Task requirements: Only the lines from the one that contains "pub fn play_blocking<F>(&mut" through the final line of the entries should be repeated, exactly as written.

[Stored data entries]
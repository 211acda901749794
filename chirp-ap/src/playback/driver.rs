//! Fill scheduling
//!
//! `FillPump` runs engine ticks on a dedicated thread at a fixed period, the
//! way a firmware timer task would. `play_blocking` is the synchronous
//! variant for callers that want to wait for one stream to finish.

use crate::error::Result;
use crate::playback::engine::AudioEngine;
use crate::storage::StorageKind;
use std::sync::atomic::{AtomicBool, Ordering};
use std::sync::{Arc, Mutex};
use std::thread::{self, JoinHandle};
use std::time::Duration;
use tracing::{debug, error};

/// Background thread calling `AudioEngine::tick` every `period`
///
/// Stops when `shutdown` is called or the pump is dropped.
pub struct FillPump {
    stop: Arc<AtomicBool>,
    handle: Option<JoinHandle<()>>,
}

impl FillPump {
    pub fn spawn(engine: Arc<Mutex<AudioEngine>>, period: Duration) -> Result<Self> {
        let stop = Arc::new(AtomicBool::new(false));
        let thread_stop = Arc::clone(&stop);

        let handle = thread::Builder::new()
            .name("chirp-fill".to_string())
            .spawn(move || {
                debug!("Fill pump started ({:?} period)", period);
                while !thread_stop.load(Ordering::Acquire) {
                    match engine.lock() {
                        Ok(mut engine) => {
                            engine.tick();
                        }
                        Err(_) => {
                            error!("Engine lock poisoned, fill pump exiting");
                            break;
                        }
                    }
                    thread::sleep(period);
                }
                debug!("Fill pump stopped");
            })?;

        Ok(Self {
            stop,
            handle: Some(handle),
        })
    }

    pub fn is_running(&self) -> bool {
        self.handle.as_ref().is_some_and(|h| !h.is_finished())
    }

    /// Stop the thread and wait for it
    pub fn shutdown(mut self) {
        self.stop_thread();
    }

    fn stop_thread(&mut self) {
        self.stop.store(true, Ordering::Release);
        if let Some(handle) = self.handle.take() {
            if handle.join().is_err() {
                error!("Fill pump thread panicked");
            }
        }
    }
}

impl Drop for FillPump {
    fn drop(&mut self) {
        self.stop_thread();
    }
}

impl AudioEngine {
    /// Start `path` on `slot` and tick until the slot is inactive again
    ///
    /// `pace` runs after every tick and stands in for the passage of time:
    /// it usually sleeps or drives a mixer. Returning `false` stops the slot
    /// and ends playback early. Start errors are returned before any tick.
    pub fn play_blocking<F>(&mut self, slot: usize, path: &str, storage: StorageKind, mut pace: F) -> Result<()>
    where
        F: FnMut(&AudioEngine) -> bool,
    {
        self.start_stream(slot, path, storage)?;

        while self.is_slot_active(slot) {
            self.tick();
            if !self.is_slot_active(slot) {
                break;
            }
            if !pace(self) {
                debug!("Slot {} playback cut short", slot);
                self.stop_stream(slot)?;
                break;
            }
        }
        Ok(())
    }
}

Exercise response:
    pub fn play_blocking<F>(&mut self, slot: usize, path: &str, storage: StorageKind, mut pace: F) -> Result<()>
    where
        F: FnMut(&AudioEngine) -> bool,
    {
        self.start_stream(slot, path, storage)?;

        while self.is_slot_active(slot) {
            self.tick();
            if !self.is_slot_active(slot) {
                break;
            }
            if !pace(self) {
                debug!("Slot {} playback cut short", slot);
                self.stop_stream(slot)?;
                break;
            }
        }
        Ok(())
    }
}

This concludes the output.